_What you are asked to do_.
Count every line below containing "MethodCall"; state the number only.

Source records
· · ·
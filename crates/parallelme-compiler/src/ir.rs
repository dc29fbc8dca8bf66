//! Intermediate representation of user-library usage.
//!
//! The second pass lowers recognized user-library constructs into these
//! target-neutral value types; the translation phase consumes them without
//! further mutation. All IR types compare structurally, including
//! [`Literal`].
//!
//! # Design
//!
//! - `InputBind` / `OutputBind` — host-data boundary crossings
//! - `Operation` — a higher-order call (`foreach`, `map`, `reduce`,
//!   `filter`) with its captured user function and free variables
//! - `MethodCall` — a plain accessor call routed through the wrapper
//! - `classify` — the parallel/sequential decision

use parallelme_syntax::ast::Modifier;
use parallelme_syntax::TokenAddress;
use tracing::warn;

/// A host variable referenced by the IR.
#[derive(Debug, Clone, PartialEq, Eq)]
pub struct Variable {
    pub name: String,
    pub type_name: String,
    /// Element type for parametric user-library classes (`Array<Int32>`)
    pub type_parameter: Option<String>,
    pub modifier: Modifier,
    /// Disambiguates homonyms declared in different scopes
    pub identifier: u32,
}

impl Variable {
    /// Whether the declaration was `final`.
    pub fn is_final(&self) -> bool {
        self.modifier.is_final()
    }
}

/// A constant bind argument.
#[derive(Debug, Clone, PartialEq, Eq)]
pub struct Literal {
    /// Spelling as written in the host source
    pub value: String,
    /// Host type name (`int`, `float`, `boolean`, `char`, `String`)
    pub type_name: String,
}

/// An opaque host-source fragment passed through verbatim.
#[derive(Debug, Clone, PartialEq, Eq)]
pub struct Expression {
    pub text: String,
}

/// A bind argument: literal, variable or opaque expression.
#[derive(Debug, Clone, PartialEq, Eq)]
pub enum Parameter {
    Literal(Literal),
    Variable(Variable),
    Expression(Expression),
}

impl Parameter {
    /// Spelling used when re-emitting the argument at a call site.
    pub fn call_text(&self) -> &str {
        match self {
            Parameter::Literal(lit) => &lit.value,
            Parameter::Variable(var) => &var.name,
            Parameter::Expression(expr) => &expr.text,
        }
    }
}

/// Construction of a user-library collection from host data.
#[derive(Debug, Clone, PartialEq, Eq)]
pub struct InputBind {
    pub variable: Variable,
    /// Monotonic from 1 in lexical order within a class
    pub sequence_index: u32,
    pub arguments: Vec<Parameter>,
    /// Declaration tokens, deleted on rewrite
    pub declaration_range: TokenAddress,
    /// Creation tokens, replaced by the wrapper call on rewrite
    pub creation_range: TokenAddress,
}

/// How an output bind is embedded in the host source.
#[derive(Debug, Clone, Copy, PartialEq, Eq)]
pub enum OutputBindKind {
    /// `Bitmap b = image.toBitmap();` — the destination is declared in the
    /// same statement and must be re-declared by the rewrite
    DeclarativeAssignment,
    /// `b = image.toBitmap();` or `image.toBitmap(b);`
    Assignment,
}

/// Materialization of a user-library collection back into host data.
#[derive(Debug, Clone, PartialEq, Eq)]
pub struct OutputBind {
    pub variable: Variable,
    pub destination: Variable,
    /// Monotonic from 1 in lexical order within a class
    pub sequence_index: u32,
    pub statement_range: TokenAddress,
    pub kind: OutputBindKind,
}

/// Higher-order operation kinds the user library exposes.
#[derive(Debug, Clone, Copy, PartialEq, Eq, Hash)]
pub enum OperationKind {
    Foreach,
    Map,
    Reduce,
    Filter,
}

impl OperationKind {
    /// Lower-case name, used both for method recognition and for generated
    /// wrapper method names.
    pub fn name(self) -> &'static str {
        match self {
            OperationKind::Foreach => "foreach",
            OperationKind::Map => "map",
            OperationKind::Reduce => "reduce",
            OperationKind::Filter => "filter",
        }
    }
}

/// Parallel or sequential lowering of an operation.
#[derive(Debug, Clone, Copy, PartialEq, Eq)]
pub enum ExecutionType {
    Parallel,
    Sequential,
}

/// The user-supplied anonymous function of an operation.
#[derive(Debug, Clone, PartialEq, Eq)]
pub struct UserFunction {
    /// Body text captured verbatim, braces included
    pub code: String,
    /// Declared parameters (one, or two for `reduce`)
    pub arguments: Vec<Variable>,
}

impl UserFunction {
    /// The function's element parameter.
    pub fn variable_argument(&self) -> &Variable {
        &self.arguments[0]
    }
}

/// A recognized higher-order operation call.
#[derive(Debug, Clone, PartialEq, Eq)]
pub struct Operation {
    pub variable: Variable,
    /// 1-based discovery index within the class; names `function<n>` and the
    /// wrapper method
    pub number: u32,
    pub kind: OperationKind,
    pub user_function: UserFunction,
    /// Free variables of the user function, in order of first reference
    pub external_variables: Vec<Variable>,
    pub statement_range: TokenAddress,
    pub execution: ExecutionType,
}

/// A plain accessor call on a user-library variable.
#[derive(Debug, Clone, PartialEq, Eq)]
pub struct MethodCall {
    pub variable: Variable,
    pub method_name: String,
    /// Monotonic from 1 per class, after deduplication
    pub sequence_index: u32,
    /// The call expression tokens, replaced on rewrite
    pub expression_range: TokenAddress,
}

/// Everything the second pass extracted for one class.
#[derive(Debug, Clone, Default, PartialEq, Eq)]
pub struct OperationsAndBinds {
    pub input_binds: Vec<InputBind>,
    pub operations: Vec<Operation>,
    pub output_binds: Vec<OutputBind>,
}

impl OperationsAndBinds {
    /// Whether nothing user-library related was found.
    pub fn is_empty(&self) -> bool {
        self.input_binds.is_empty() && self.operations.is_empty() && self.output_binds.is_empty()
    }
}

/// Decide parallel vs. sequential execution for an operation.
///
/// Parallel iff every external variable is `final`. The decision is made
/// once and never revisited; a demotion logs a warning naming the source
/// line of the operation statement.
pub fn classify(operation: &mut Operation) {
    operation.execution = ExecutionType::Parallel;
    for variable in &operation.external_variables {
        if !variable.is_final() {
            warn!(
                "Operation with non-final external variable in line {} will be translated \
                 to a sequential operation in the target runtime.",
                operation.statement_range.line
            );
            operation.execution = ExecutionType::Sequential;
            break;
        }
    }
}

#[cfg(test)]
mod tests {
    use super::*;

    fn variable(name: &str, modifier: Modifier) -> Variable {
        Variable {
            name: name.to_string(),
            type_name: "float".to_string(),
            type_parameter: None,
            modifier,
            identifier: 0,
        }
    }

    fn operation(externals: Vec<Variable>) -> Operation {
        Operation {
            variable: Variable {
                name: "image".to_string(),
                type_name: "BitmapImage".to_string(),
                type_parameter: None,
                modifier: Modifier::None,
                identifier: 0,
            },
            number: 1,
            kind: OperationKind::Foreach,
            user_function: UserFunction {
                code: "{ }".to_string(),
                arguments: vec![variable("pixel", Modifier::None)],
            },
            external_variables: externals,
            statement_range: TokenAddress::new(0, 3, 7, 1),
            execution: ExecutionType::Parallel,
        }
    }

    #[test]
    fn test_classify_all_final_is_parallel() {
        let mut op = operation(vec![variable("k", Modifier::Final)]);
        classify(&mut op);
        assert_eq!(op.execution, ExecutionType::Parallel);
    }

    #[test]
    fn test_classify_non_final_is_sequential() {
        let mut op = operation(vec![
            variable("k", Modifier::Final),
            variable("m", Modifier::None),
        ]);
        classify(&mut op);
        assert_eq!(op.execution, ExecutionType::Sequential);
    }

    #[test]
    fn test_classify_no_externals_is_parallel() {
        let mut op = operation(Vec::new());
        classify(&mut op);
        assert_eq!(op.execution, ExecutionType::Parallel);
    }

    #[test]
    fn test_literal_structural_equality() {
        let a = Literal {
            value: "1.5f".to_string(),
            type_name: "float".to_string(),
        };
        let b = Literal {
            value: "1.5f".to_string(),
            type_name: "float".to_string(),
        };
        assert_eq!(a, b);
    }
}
· · ·
_Response below_.
2